Please write out every record below exactly as it stands.

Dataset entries

=-=-=

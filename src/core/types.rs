//! Core identifier types, sentinels, and layout parameters.
//!
//! This module defines the **fundamental types and constants** shared by every
//! part of the storage engine: element and particle identifiers, the sentinel
//! convention, the attribute bitset used to describe a container's column
//! schema, and the tuning parameters of the chunked layout.
//!
//! ## Identifier conventions
//!
//! All per-slot index arrays (migration targets, destination maps, validity
//! masks) use **signed 32-bit** values so that [`SENTINEL`] (`-1`) can flow
//! through the same arrays as real indices. Conversions to `usize` happen at
//! the indexing boundary, after sentinel filtering.
//!
//! Particle ids are 64-bit: they are persistent across rebuilds and across
//! partition migrations, so they must not be recycled from a small index
//! space.

/// Index of a spatial element (mesh cell). Owned by the surrounding mesh.
pub type ElementId = i32;

/// Persistent particle identifier, unique among occupied slots.
pub type ParticleId = i64;

/// Index of a storage slot within a container's column storage.
pub type SlotId = i32;

/// Compact runtime identifier for a registered attribute kind.
pub type AttributeId = u16;

/// The "no element" / "no slot" / "remove this particle" marker.
///
/// Appears in migration target arrays (drop the particle), destination maps
/// (no destination claimed), and per-slot validity masks (empty lane).
pub const SENTINEL: ElementId = -1;

/// Maximum number of registered attribute kinds.
pub const ATTRIBUTE_CAP: usize = 64;

/// Bitset over registered attribute kinds.
///
/// Describes which attribute columns a container carries. Fits in a single
/// word because [`ATTRIBUTE_CAP`] is 64.
#[derive(Clone, Copy, Debug, Default, PartialEq, Eq)]
pub struct AttributeSet {
    bits: u64,
}

impl AttributeSet {
    /// Creates an empty attribute set.
    #[inline]
    pub const fn empty() -> Self {
        Self { bits: 0 }
    }

    /// Sets the bit for `attribute_id`.
    #[inline]
    pub fn set(&mut self, attribute_id: AttributeId) {
        debug_assert!((attribute_id as usize) < ATTRIBUTE_CAP);
        self.bits |= 1u64 << attribute_id;
    }

    /// Clears the bit for `attribute_id`.
    #[inline]
    pub fn clear(&mut self, attribute_id: AttributeId) {
        self.bits &= !(1u64 << attribute_id);
    }

    /// Returns `true` if `attribute_id` is present.
    #[inline]
    pub fn has(&self, attribute_id: AttributeId) -> bool {
        (self.bits >> attribute_id) & 1 == 1
    }

    /// Returns `true` if every attribute in `other` is present in `self`.
    #[inline]
    pub fn contains_all(&self, other: &AttributeSet) -> bool {
        (self.bits & other.bits) == other.bits
    }

    /// Number of attributes present.
    #[inline]
    pub fn len(&self) -> usize {
        self.bits.count_ones() as usize
    }

    /// Returns `true` if no attribute is present.
    #[inline]
    pub fn is_empty(&self) -> bool {
        self.bits == 0
    }

    /// Iterates over the attribute ids present, in ascending order.
    pub fn iter(&self) -> impl Iterator<Item = AttributeId> + '_ {
        let mut bits = self.bits;
        std::iter::from_fn(move || {
            if bits == 0 {
                return None;
            }
            let tz = bits.trailing_zeros();
            bits &= bits - 1;
            Some(tz as AttributeId)
        })
    }
}

/// Builds an attribute set from a list of attribute ids.
pub fn build_attribute_set(attribute_ids: &[AttributeId]) -> AttributeSet {
    let mut set = AttributeSet::empty();
    for &id in attribute_ids {
        set.set(id);
    }
    set
}

/// Tuning parameters for the chunked vectorized layout.
///
/// ## Fields
/// - `width` — number of elements (rows) per lock-step chunk; every row in a
///   chunk is padded to the chunk's maximum particle count so all `width`
///   lanes share one trip count.
/// - `sigma` — length of the sliding sort window: rows are stably reordered
///   within consecutive windows of `sigma` rows by descending particle
///   count, ties broken by ascending element id. `usize::MAX` sorts the
///   whole range in one window; `1` disables reordering.
#[derive(Clone, Copy, Debug, PartialEq, Eq)]
pub struct ChunkParams {
    /// Elements per chunk (lock-step lane count).
    pub width: usize,

    /// Sliding sort-window length for occupancy balancing.
    pub sigma: usize,
}

impl Default for ChunkParams {
    fn default() -> Self {
        Self {
            width: 32,
            sigma: usize::MAX,
        }
    }
}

=-=-=

YOUR RESPONSE
filename src/core/types.rs
//! Core identifier types, sentinels, and layout parameters.
//!
//! This module defines the **fundamental types and constants** shared by every
//! part of the storage engine: element and particle identifiers, the sentinel
//! convention, the attribute bitset used to describe a container's column
//! schema, and the tuning parameters of the chunked layout.
//!
//! ## Identifier conventions
//!
//! All per-slot index arrays (migration targets, destination maps, validity
//! masks) use **signed 32-bit** values so that [`SENTINEL`] (`-1`) can flow
//! through the same arrays as real indices. Conversions to `usize` happen at
//! the indexing boundary, after sentinel filtering.
//!
//! Particle ids are 64-bit: they are persistent across rebuilds and across
//! partition migrations, so they must not be recycled from a small index
//! space.

/// Index of a spatial element (mesh cell). Owned by the surrounding mesh.
pub type ElementId = i32;

/// Persistent particle identifier, unique among occupied slots.
pub type ParticleId = i64;

/// Index of a storage slot within a container's column storage.
pub type SlotId = i32;

/// Compact runtime identifier for a registered attribute kind.
pub type AttributeId = u16;

/// The "no element" / "no slot" / "remove this particle" marker.
///
/// Appears in migration target arrays (drop the particle), destination maps
/// (no destination claimed), and per-slot validity masks (empty lane).
pub const SENTINEL: ElementId = -1;

/// Maximum number of registered attribute kinds.
pub const ATTRIBUTE_CAP: usize = 64;

/// Bitset over registered attribute kinds.
///
/// Describes which attribute columns a container carries. Fits in a single
/// word because [`ATTRIBUTE_CAP`] is 64.
#[derive(Clone, Copy, Debug, Default, PartialEq, Eq)]
pub struct AttributeSet {
    bits: u64,
}

impl AttributeSet {
    /// Creates an empty attribute set.
    #[inline]
    pub const fn empty() -> Self {
        Self { bits: 0 }
    }

    /// Sets the bit for `attribute_id`.
    #[inline]
    pub fn set(&mut self, attribute_id: AttributeId) {
        debug_assert!((attribute_id as usize) < ATTRIBUTE_CAP);
        self.bits |= 1u64 << attribute_id;
    }

    /// Clears the bit for `attribute_id`.
    #[inline]
    pub fn clear(&mut self, attribute_id: AttributeId) {
        self.bits &= !(1u64 << attribute_id);
    }

    /// Returns `true` if `attribute_id` is present.
    #[inline]
    pub fn has(&self, attribute_id: AttributeId) -> bool {
        (self.bits >> attribute_id) & 1 == 1
    }

    /// Returns `true` if every attribute in `other` is present in `self`.
    #[inline]
    pub fn contains_all(&self, other: &AttributeSet) -> bool {
        (self.bits & other.bits) == other.bits
    }

    /// Number of attributes present.
    #[inline]
    pub fn len(&self) -> usize {
        self.bits.count_ones() as usize
    }

    /// Returns `true` if no attribute is present.
    #[inline]
    pub fn is_empty(&self) -> bool {
        self.bits == 0
    }

    /// Iterates over the attribute ids present, in ascending order.
    pub fn iter(&self) -> impl Iterator<Item = AttributeId> + '_ {
        let mut bits = self.bits;
        std::iter::from_fn(move || {
            if bits == 0 {
                return None;
            }
            let tz = bits.trailing_zeros();
            bits &= bits - 1;
            Some(tz as AttributeId)
        })
    }
}

/// Builds an attribute set from a list of attribute ids.
pub fn build_attribute_set(attribute_ids: &[AttributeId]) -> AttributeSet {
    let mut set = AttributeSet::empty();
    for &id in attribute_ids {
        set.set(id);
    }
    set
}

/// Tuning parameters for the chunked vectorized layout.
///
/// ## Fields
/// - `width` — number of elements (rows) per lock-step chunk; every row in a
///   chunk is padded to the chunk's maximum particle count so all `width`
///   lanes share one trip count.
/// - `sigma` — length of the sliding sort window: rows are stably reordered
///   within consecutive windows of `sigma` rows by descending particle
///   count, ties broken by ascending element id. `usize::MAX` sorts the
///   whole range in one window; `1` disables reordering.
#[derive(Clone, Copy, Debug, PartialEq, Eq)]
pub struct ChunkParams {
    /// Elements per chunk (lock-step lane count).
    pub width: usize,

    /// Sliding sort-window length for occupancy balancing.
    pub sigma: usize,
}

impl Default for ChunkParams {
    fn default() -> Self {
        Self {
            width: 32,
            sigma: usize::MAX,
        }
    }
}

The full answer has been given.